Есть в русском языке слово, которое, так же, как и «борщ», «окрошка» и «матрёшка» воплощает в себе квинтэссенцию русской культуры, и потому ни на один иностранный язык не переводится. Попробуйте объяснить англичанину, итальянцу или французу что такое dacha – они не поймут.
Но даже мой друг, напрочь лишённый сантиментов и купивший в Подмосковье загородный дом, больше напоминающий знаменитую жемчужину модернизма – виллу Тугендхат, с гордостью сообщает мне, что в пятницу после работы «поедет на дачу». Потому что для большинства дача – как Родина: должна быть, и всё тут.
В чём секрет вечной притягательности этого феномена для русского сердца?
Для меня дача – маленький голубой вертолёт, который в любой момент, как машина времени, переносит в детство. Дом моих бабушки и деда 60-х годов постройки до сих пор приветливо моргает окошками, оправленными в нарядные ставни, и ласково жмурится кружевными занавесками.
Открываю калитку и тут же, словно по волшебству, ощущаю аромат малиновых пенок от варенья, над которым колдует бабушка в летней кухоньке; бегу, мелькая ободранными коленками, залитыми зелёнкой, на горку ловить ящериц; сижу, болтая ногами в сандалиях, на лавочке возле дома вместе с командой таких же загорелых ребятишек в вылинявших майках и платьицах, которые срываются, словно стайка воробьёв, придумав очередную проказу.
Я приезжаю слушать тишину, которую навевают плакучие берёзы, окружающие наш старый дом. Сбегаю по пригорку к речушке моего детства и опускаю пальцы в прозрачную игривую воду, смотрю, как малахитовыми космами струятся водоросли и по поверхности танцуют солнечные блики.

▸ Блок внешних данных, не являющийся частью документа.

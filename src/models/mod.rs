mod moving_average;
mod ohlcv;
mod time_series;

pub use moving_average::{MovingAverageKind, MovingAveragePoint, MovingAverageSeries};
pub use ohlcv::OhlcvRecord;
pub use time_series::TimeSeries;

use std::collections::HashMap;

/// Market data collection (symbol -> time series)
pub type MarketData = HashMap<String, TimeSeries>;
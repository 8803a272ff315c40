pub mod source;
pub mod store;

pub use source::{directory_sources, FileSource, MemorySource, RecordSource};
pub use store::{ingest, ingest_dir, load_series};
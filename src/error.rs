use thiserror::Error as ThisError;

#[derive(ThisError, Debug)]
pub enum Error {
    #[error("IO error: {0}")]
    Io(String),

    #[error("Schema error: {0}")]
    Schema(String),

    #[error("Parse error: {0}")]
    Parse(String),

    #[error("Invalid input: {0}")]
    InvalidInput(String),
}

impl From<std::io::Error> for Error {
    fn from(err: std::io::Error) -> Self {
        Error::Io(err.to_string())
    }
}

impl From<csv::Error> for Error {
    fn from(err: csv::Error) -> Self {
        Error::Parse(format!("CSV error: {}", err))
    }
}

pub type Result<T> = std::result::Result<T, Error>;
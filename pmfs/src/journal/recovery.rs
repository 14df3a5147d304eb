//! Journal format and crash recovery.

use crate::core::error::{PmfsError, PmfsResult};
use crate::core::types::PmOffset;
use crate::{BLOCK_MASK, BLOCK_SIZE, INODE_SIZE};

use super::entry::{next_lite_journal, LiteJournalEntry, LITE_JOURNAL_ENTRY_SIZE, LITE_JOURNAL_SLOTS};
use super::{JournalGuard, LiteJournal};

impl LiteJournal {
    /// Zero every journal page and point head and tail at its start.
    pub fn hard_init(&self) -> PmfsResult<()> {
        for cpu in 0..self.cpus() {
            let page = self.layout.journal_page(cpu);
            let w = self.region.unlock(page, BLOCK_SIZE)?;
            w.fill(page, BLOCK_SIZE, 0)?;
            w.persist(page, BLOCK_SIZE);
            drop(w);

            self.store_ptr(self.head_addr(cpu), page)?;
            self.store_ptr(self.tail_addr(cpu), page)?;
        }
        log::debug!("journal: initialized {} journals", self.cpus());
        Ok(())
    }

    /// Roll back every transaction left open by a crash.
    ///
    /// All entries of every open journal are verified before anything is
    /// replayed; a bad checksum aborts recovery with `JournalCorrupted`.
    /// Returns the number of entries replayed.
    pub fn recover(&self) -> PmfsResult<u64> {
        let mut pending = Vec::new();
        for cpu in 0..self.cpus() {
            let _guard = self.locks[cpu].lock();
            let head = self.head(cpu)?;
            let tail = self.tail(cpu)?;
            self.check_ptr(cpu, head)?;
            self.check_ptr(cpu, tail)?;
            if head == tail {
                continue;
            }
            let entries = self.collect(cpu, head, tail)?;
            pending.push((cpu, head, entries));
        }

        let mut replayed = 0u64;
        for (cpu, head, entries) in pending {
            let _guard = self.locks[cpu].lock();
            for e in &entries {
                self.undo(e)?;
            }
            self.store_ptr(self.tail_addr(cpu), head)?;
            log::warn!("journal: cpu {} rolled back {} entries", cpu, entries.len());
            replayed += entries.len() as u64;
        }

        if replayed > 0 {
            self.stats.record_journal_replay(replayed);
        }
        Ok(replayed)
    }

    fn check_ptr(&self, cpu: usize, p: PmOffset) -> PmfsResult<()> {
        let page = self.layout.journal_page(cpu);
        if p & !BLOCK_MASK != page || p % LITE_JOURNAL_ENTRY_SIZE as u64 != 0 {
            log::error!("journal: cpu {} pointer {:#x} outside its page", cpu, p);
            return Err(PmfsError::JournalCorrupted);
        }
        Ok(())
    }

    fn collect(&self, cpu: usize, head: PmOffset, tail: PmOffset) -> PmfsResult<Vec<LiteJournalEntry>> {
        let mut entries = Vec::new();
        let mut p = head;
        while p != tail {
            if entries.len() >= LITE_JOURNAL_SLOTS {
                return Err(PmfsError::JournalCorrupted);
            }
            let mut raw = [0u8; LITE_JOURNAL_ENTRY_SIZE];
            self.region.read(p, &mut raw).map_err(|_| PmfsError::JournalCorrupted)?;
            let e = LiteJournalEntry::from_bytes(&raw).map_err(|e| {
                log::error!("journal: cpu {} entry {:#x} failed verification", cpu, p);
                e
            })?;
            entries.push(e);
            p = next_lite_journal(p);
        }
        Ok(entries)
    }

    fn undo(&self, e: &LiteJournalEntry) -> PmfsResult<()> {
        match *e {
            LiteJournalEntry::Inode { primary, replica } => {
                let (lo, hi) = self.layout.inode_tables_range();
                let inside = |a: PmOffset| a >= lo && a + INODE_SIZE as u64 <= hi;
                if !inside(primary) || !inside(replica) {
                    return Err(PmfsError::JournalCorrupted);
                }
                let w = self.region.unlock(primary, INODE_SIZE)?;
                w.copy_from_pmem(primary, replica, INODE_SIZE)?;
                w.persist(primary, INODE_SIZE);
            }
            LiteJournalEntry::Field { addr, value } => {
                self.region.check_range(addr, 8).map_err(|_| PmfsError::JournalCorrupted)?;
                self.store_ptr(addr, value)?;
            }
        }
        Ok(())
    }
}

impl JournalGuard<'_> {
    /// Roll the open transaction back in place and close it.
    pub fn abort_transaction(&mut self, tail: PmOffset) -> PmfsResult<()> {
        let j = self.journal;
        let head = j.head(self.cpu)?;
        assert_eq!(
            j.tail(self.cpu)?,
            tail,
            "lite journal: cpu {} abort with stale tail",
            self.cpu
        );
        let entries = j.collect(self.cpu, head, tail)?;
        for e in &entries {
            j.undo(e)?;
        }
        j.store_ptr(j.tail_addr(self.cpu), head)?;
        log::debug!("journal: cpu {} aborted {} entries", self.cpu, entries.len());
        Ok(())
    }
}

#[cfg(test)]
mod tests {
    use super::super::JournalTarget;
    use super::*;
    use crate::core::stats::PmfsStats;
    use crate::pmem::{Layout, PmemRegion};
    use std::sync::Arc;

    fn setup() -> (Arc<PmemRegion>, Layout, LiteJournal) {
        let region = Arc::new(PmemRegion::new(512 * BLOCK_SIZE).unwrap());
        let layout = Layout::compute(512, 2, 16, 9).unwrap();
        let j = LiteJournal::new(region.clone(), layout, Arc::new(PmfsStats::new()));
        j.hard_init().unwrap();
        (region, layout, j)
    }

    fn store(region: &PmemRegion, addr: PmOffset, bytes: &[u8]) {
        let w = region.unlock(addr, bytes.len()).unwrap();
        w.write(addr, bytes).unwrap();
    }

    #[test]
    fn test_recover_clean_is_noop() {
        let (_region, _layout, j) = setup();
        assert_eq!(j.recover().unwrap(), 0);
    }

    #[test]
    fn test_recover_rolls_back_and_is_idempotent() {
        let (region, layout, j) = setup();
        let primary = layout.inode_addr(2);
        let replica = layout.replica_inode_addr(2);
        store(&region, primary, &[0xAA; INODE_SIZE]);
        store(&region, replica, &[0xAA; INODE_SIZE]);
        let field = layout.inode_addr(3) + 56;
        store(&region, field, &5u64.to_le_bytes());

        {
            let mut g = j.lock(1);
            g.create_transaction(&[JournalTarget::Inode(2), JournalTarget::Field(field)])
                .unwrap();
            // Mutate, then crash before commit.
            store(&region, primary, &[0x55; INODE_SIZE]);
            store(&region, field, &9u64.to_le_bytes());
        }

        let image = region.snapshot();
        assert_eq!(j.recover().unwrap(), 2);
        let mut buf = [0u8; INODE_SIZE];
        region.read(primary, &mut buf).unwrap();
        assert_eq!(buf, [0xAA; INODE_SIZE]);
        assert_eq!(region.read_u64(field).unwrap(), 5);
        assert_eq!(j.head(1).unwrap(), j.tail(1).unwrap());

        // Second pass finds nothing; same end state.
        let after = region.snapshot();
        assert_eq!(j.recover().unwrap(), 0);
        assert_eq!(region.snapshot(), after);

        // Replaying twice from the crash image gives the same state too.
        let again = Arc::new(PmemRegion::from_image(&image).unwrap());
        let j2 = LiteJournal::new(again.clone(), layout, Arc::new(PmfsStats::new()));
        j2.recover().unwrap();
        assert_eq!(again.snapshot(), after);
    }

    #[test]
    fn test_recover_refuses_corrupted_entry() {
        let (region, layout, j) = setup();
        {
            let mut g = j.lock(0);
            g.create_transaction(&[JournalTarget::Inode(2), JournalTarget::Inode(3)])
                .unwrap();
        }
        let before = region.snapshot();
        region.inject_bit_flip(layout.journal_page(0) + 64 + 20, 3).unwrap();
        assert_eq!(j.recover(), Err(PmfsError::JournalCorrupted));
        // Nothing was replayed.
        let mut p = region.snapshot();
        p[(layout.journal_page(0) + 64 + 20) as usize] ^= 1 << 3;
        assert_eq!(p, before);
    }

    #[test]
    fn test_abort_restores_before_images() {
        let (region, layout, j) = setup();
        let field = layout.inode_addr(3) + 56;
        store(&region, field, &7u64.to_le_bytes());

        let mut g = j.lock(0);
        let tail = g.create_transaction(&[JournalTarget::Field(field)]).unwrap();
        store(&region, field, &8u64.to_le_bytes());
        g.abort_transaction(tail).unwrap();
        drop(g);

        assert_eq!(region.read_u64(field).unwrap(), 7);
        assert_eq!(j.head(0).unwrap(), j.tail(0).unwrap());
        assert_eq!(j.recover().unwrap(), 0);
    }

    #[test]
    fn test_recover_rejects_wild_pointer() {
        let (region, layout, j) = setup();
        store(&region, layout.journal_ptr_addr(0) + 8, &0x12345u64.to_le_bytes());
        assert_eq!(j.recover(), Err(PmfsError::JournalCorrupted));
    }
}
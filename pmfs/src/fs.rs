//! Mounted filesystem instance.
//!
//! [`Pmfs`] owns the region and every engine working on it. Format lays
//! out an empty filesystem; mount recovers one after a crash:
//!
//! ```text
//! superblock ─▶ journal undo ─▶ inode check ─▶ log scan ─▶ allocator
//!  (fallback     (abort on       (torn → replica,  (extent maps,   (live set
//!   to copy)      bad csum)       orphans evicted)  entry states)   reserved)
//! ```
//!
//! Blocks referenced only by entries past a published tail are never
//! reserved, so a crash mid-write leaks nothing across a remount.

use core::hash::{Hash, Hasher};
use core::sync::atomic::{AtomicU64, Ordering};
use std::collections::hash_map::DefaultHasher;
use std::collections::BTreeMap;
use std::sync::Arc;

use spin::{Mutex, RwLock};

use crate::alloc::{BlockAllocator, FreeListAllocator};
use crate::core::config::{MountFlags, PmfsConfig};
use crate::core::error::{PmfsError, PmfsResult};
use crate::core::stats::{PmfsStats, PmfsStatsSnapshot};
use crate::core::types::{BlockNr, InodeNr, PmOffset, NULL_OFFSET, ROOT_INO};
use crate::filelog::{log_pages, set_entry_state, ExtentMap, LogWalker};
use crate::inode::{now_secs, FileInode, InodeFlags, InodeTable, PmInode, SlotState, PI_CSUM_WORD_OFFSET, PI_PARENT_OFFSET};
use crate::integrity::IntegrityEngine;
use crate::journal::{JournalTarget, LiteJournal};
use crate::pmem::{Layout, PmemRegion, Superblock};

/// A formatted or mounted HelixPMFS instance.
pub struct Pmfs {
    pub(crate) region: Arc<PmemRegion>,
    pub(crate) layout: Layout,
    pub(crate) config: PmfsConfig,
    pub(crate) stats: Arc<PmfsStats>,
    pub(crate) alloc: FreeListAllocator,
    pub(crate) integrity: IntegrityEngine,
    pub(crate) journal: LiteJournal,
    pub(crate) inodes: InodeTable,
    /// Open inodes
    files: RwLock<BTreeMap<InodeNr, Arc<FileInode>>>,
    /// Serializes inode slot allocation
    ino_lock: Mutex<()>,
    trans_id: AtomicU64,
}

impl core::fmt::Debug for Pmfs {
    fn fmt(&self, f: &mut core::fmt::Formatter<'_>) -> core::fmt::Result {
        f.debug_struct("Pmfs")
            .field("layout", &self.layout)
            .field("flags", &self.config.flags)
            .field("open_inodes", &self.files.read().len())
            .finish()
    }
}
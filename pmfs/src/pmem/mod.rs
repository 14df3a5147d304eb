//! Persistent memory access layer.
//!
//! - `device`: the byte-addressable region and its durability primitives
//! - `protect`: scoped mutation windows
//! - `layout`: where every on-media structure lives
//! - `superblock`: format parameters with a redundant copy

pub mod device;
pub mod layout;
pub mod protect;
pub mod superblock;

pub use device::{PmemRegion, PmemStats, PmemStatsSnapshot};
pub use layout::Layout;
pub use protect::PmemWriter;
pub use superblock::Superblock;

Слушаю, как птицы стараются перепеть друг друга где-то в ветвях высоченных деревьев. Брожу по улочкам дачных обществ, словно к давним знакомым возвращаясь к старым уютным домам, которые помню с незапамятных времён.
Для моей хрупкой как одуванчик восьмидесятидвухлетней мамы дача – вожделенная возможность заняться осмысленным добрым трудом. Она готова сверх слабых сил стоять тылом кверху на грядках, пропалывая «викторию», петь мантры над кабачками и тыквой, совершать танцы с бубнами над кустами помидоров и огурцов, созерцать, как глубокими оттенками бархата переливаются лепестки взлелеянного гладиолуса.

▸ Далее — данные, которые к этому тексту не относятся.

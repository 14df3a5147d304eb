//! Core types, errors, configuration and statistics.

pub mod config;
pub mod error;
pub mod stats;
pub mod types;

pub use config::{MountFlags, PmfsConfig};
pub use error::{PmfsError, PmfsResult};
pub use stats::{PmfsStats, PmfsStatsSnapshot};
pub use types::*;
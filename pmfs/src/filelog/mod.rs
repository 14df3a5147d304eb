//! Per-inode write log.
//!
//! A log is a chain of 4 KiB pages taken from the data allocator. Each
//! page holds 63 entry slots; the last 64-byte slot is the page tail and
//! stores the offset of the next page (0 when none is linked yet).
//!
//! ```text
//! +---------+---------+-----+----------+-----------+
//! | entry 0 | entry 1 | ... | entry 62 | next page |
//! +---------+---------+-----+----------+-----------+
//! 0         64                         4032        4096
//! ```
//!
//! Appends never move the published tail; they return the slot they
//! used and the caller publishes later. A page linked by an unpublished
//! append stays linked and is reused by the next append.

pub mod entry;
pub mod tree;

pub use entry::{FileWriteEntry, ENTRY_SIZE, FILE_TRUNCATE, FILE_WRITE};
pub use tree::{AssignOutcome, EntryUpdate, ExtentMap, Mapping};

use crate::alloc::BlockAllocator;
use crate::core::error::{PmfsError, PmfsResult};
use crate::core::types::{BlockNr, PmOffset, NULL_OFFSET};
use crate::pmem::{Layout, PmemRegion};
use crate::{BLOCK_MASK, BLOCK_SHIFT, BLOCK_SIZE};

/// Entry slots per log page.
pub const LOG_ENTRIES_PER_PAGE: usize = BLOCK_SIZE / ENTRY_SIZE - 1;

/// Offset of the page tail inside a log page.
pub const LOG_PAGE_TAIL: u64 = (LOG_ENTRIES_PER_PAGE * ENTRY_SIZE) as u64;

/// Start of the page containing `p`.
#[inline]
pub const fn page_start(p: PmOffset) -> PmOffset {
    p & !BLOCK_MASK
}

/// Check if an entry of `size` bytes at `p` would run into the page tail.
#[inline]
pub const fn is_last_entry(p: PmOffset, size: usize) -> bool {
    (p & BLOCK_MASK) + size as u64 > LOG_PAGE_TAIL
}

/// Offset of the page linked after the page containing `p`.
pub fn next_log_page(region: &PmemRegion, p: PmOffset) -> PmfsResult<PmOffset> {
    region.read_u64(page_start(p) + LOG_PAGE_TAIL)
}

/// Read the entry at `p`.
pub fn read_entry(region: &PmemRegion, p: PmOffset) -> PmfsResult<FileWriteEntry> {
    let mut raw = [0u8; ENTRY_SIZE];
    region.read(p, &mut raw)?;
    FileWriteEntry::decode_write(&raw)
}

/// Rewrite the reassign state of the entry at `p`.
///
/// Values are absolute so repeating the rewrite is harmless.
pub fn set_entry_state(
    region: &PmemRegion,
    p: PmOffset,
    invalid_pages: u32,
    reassigned: bool,
) -> PmfsResult<()> {
    let w = region.unlock(p, ENTRY_SIZE)?;
    w.write_u32(p + entry::INVALID_PAGES_OFFSET, invalid_pages)?;
    w.write(p + entry::REASSIGNED_OFFSET, &[reassigned as u8])?;
    w.persist(p, ENTRY_SIZE);
    Ok(())
}

// ============================================================================
// Appending
// ============================================================================

/// Appends entries to inode logs.
pub struct LogWriter<'a> {
    region: &'a PmemRegion,
    layout: &'a Layout,
    alloc: &'a dyn BlockAllocator,
}

impl core::fmt::Debug for LogWriter<'_> {
    fn fmt(&self, f: &mut core::fmt::Formatter<'_>) -> core::fmt::Result {
        f.debug_struct("LogWriter").field("data_start", &self.layout.data_start).finish()
    }
}

impl<'a> LogWriter<'a> {
    /// Create a writer
    pub fn new(region: &'a PmemRegion, layout: &'a Layout, alloc: &'a dyn BlockAllocator) -> Self {
        Self { region, layout, alloc }
    }

    /// Allocate a zeroed log page.
    pub fn new_log_page(&self, cpu: usize) -> PmfsResult<PmOffset> {
        let range = self.alloc.new_data_blocks(cpu, 1, 0, true)?;
        Ok(self.layout.block_off(range.start))
    }

    /// Write `entry` at the first free slot at or after `tail`.
    ///
    /// `tail` must be a valid slot of an initialized log. Returns the slot
    /// used; the new tail is that slot plus [`ENTRY_SIZE`].
    pub fn append(&self, cpu: usize, tail: PmOffset, entry: &FileWriteEntry) -> PmfsResult<PmOffset> {
        if tail == NULL_OFFSET {
            return Err(PmfsError::InvalidArgument);
        }

        let mut curr = tail;
        if is_last_entry(curr, ENTRY_SIZE) {
            let next = next_log_page(self.region, curr)?;
            curr = if next != NULL_OFFSET {
                next
            } else {
                let page = self.new_log_page(cpu).map_err(|e| match e {
                    PmfsError::NoSpace => PmfsError::LogFull,
                    e => e,
                })?;
                let link = page_start(tail) + LOG_PAGE_TAIL;
                let w = self.region.unlock(link, 8)?;
                w.write_u64(link, page)?;
                w.persist(link, 8);
                log::trace!("log: linked page {:#x} after {:#x}", page, page_start(tail));
                page
            };
        }

        let w = self.region.unlock(curr, ENTRY_SIZE)?;
        w.write(curr, &entry.to_bytes())?;
        w.persist(curr, ENTRY_SIZE);
        Ok(curr)
    }
}

// ============================================================================
// Walking
// ============================================================================

/// Iterator over the entries in `[begin, end)` of one log.
#[derive(Debug)]
pub struct LogWalker<'a> {
    region: &'a PmemRegion,
    curr: PmOffset,
    end: PmOffset,
    budget: u64,
}

impl<'a> LogWalker<'a> {
    /// Walk from `begin` to `end`.
    ///
    /// `budget` bounds the number of entries visited so a damaged page
    /// link cannot loop forever.
    pub fn new(region: &'a PmemRegion, begin: PmOffset, end: PmOffset) -> Self {
        let budget = (region.total_blocks() + 1) * LOG_ENTRIES_PER_PAGE as u64;
        Self { region, curr: begin, end, budget }
    }

    fn step(&mut self) -> PmfsResult<(PmOffset, FileWriteEntry)> {
        if self.budget == 0 {
            return Err(PmfsError::CorruptedLog);
        }
        self.budget -= 1;

        if is_last_entry(self.curr, ENTRY_SIZE) {
            let next = next_log_page(self.region, self.curr)?;
            if next == NULL_OFFSET {
                log::error!("log: chain ends at {:#x} before tail {:#x}", self.curr, self.end);
                return Err(PmfsError::CorruptedLog);
            }
            self.curr = next;
        }
        let p = self.curr;
        let e = read_entry(self.region, p)?;
        self.curr = p + ENTRY_SIZE as u64;
        Ok((p, e))
    }
}

impl Iterator for LogWalker<'_> {
    type Item = PmfsResult<(PmOffset, FileWriteEntry)>;

    fn next(&mut self) -> Option<Self::Item> {
        if self.curr == self.end || self.curr == NULL_OFFSET {
            return None;
        }
        let item = self.step();
        if item.is_err() {
            // Stop after the first error.
            self.curr = self.end;
        }
        Some(item)
    }
}

/// Block numbers of every page linked into the log starting at `head`.
pub fn log_pages(region: &PmemRegion, layout: &Layout, head: PmOffset) -> PmfsResult<Vec<BlockNr>> {
    let mut pages = Vec::new();
    let mut p = head;
    while p != NULL_OFFSET {
        let blk = p >> BLOCK_SHIFT;
        if p & BLOCK_MASK != 0 || !layout.is_data_block(blk) || pages.len() as u64 > layout.total_blocks {
            log::error!("log: bad page link {:#x}", p);
            return Err(PmfsError::CorruptedLog);
        }
        pages.push(blk);
        p = next_log_page(region, p)?;
    }
    Ok(pages)
}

Они, люди старшего поколения, привыкли, что на даче нужно работать до седьмого пота, и сражаются за урожай так самозабвенно, как будто от этого зависит, переживём ли мы зиму.
Неважно, что маринованные огурцы, помидоры в собственном соку, джемы, варенья и лечо есть в каждом супермаркете. Всё будет снова вариться, мариноваться, солиться, кипеть, шкворчать и томиться, чтобы потом быть закатанным в банки и розданным в добровольно-принудительном порядке всем родственникам и знакомым Кролика.
Обсуждение последних дачных новостей по обе стороны забора (хозяин – внутри, гость – за оградой); вечерние посиделки на лавочке у дома после полива, когда одуряюще благоухают цветы; походы «по воду» к колонке и обмен саженцами, уникальными технологиями и луковицами георгинов – священный ритуал, с важностью которого не сравнится ничто.
Кто поймёт дачника, навьюченного как ослик, прущего весной на дачу – рассаду, подкормки, колышки, сеточки, а осенью с дачи – вёдра с урожаем, яркие тыквы, «свою» картошку (которая не такая как в магазине, разве можно сравнивать)? Только такой же дачник.
«Дачная» культура берёт истоки ещё в XVIII веке, в эпоху Петра I, когда дача именовалась поместьем, мызой или усадьбой. Слово «дача» произошло от глагола «давать» («дати»), поскольку в те далёкие времена получить её можно было как дар «из царских ручек» за заслуги перед государством.
При большом хозяйском доме имелись надворные постройки, участок в несколько гектаров, а само владение являлось не только местом отдыха, но и источником дохода.
Дворяне дореволюционной России проводили летнее время на дачах – собственных или арендованных, в зависимости от уровня достатка. Электричества не было, воду брали из ближайшей реки, а ставить забор считалось дурным тоном.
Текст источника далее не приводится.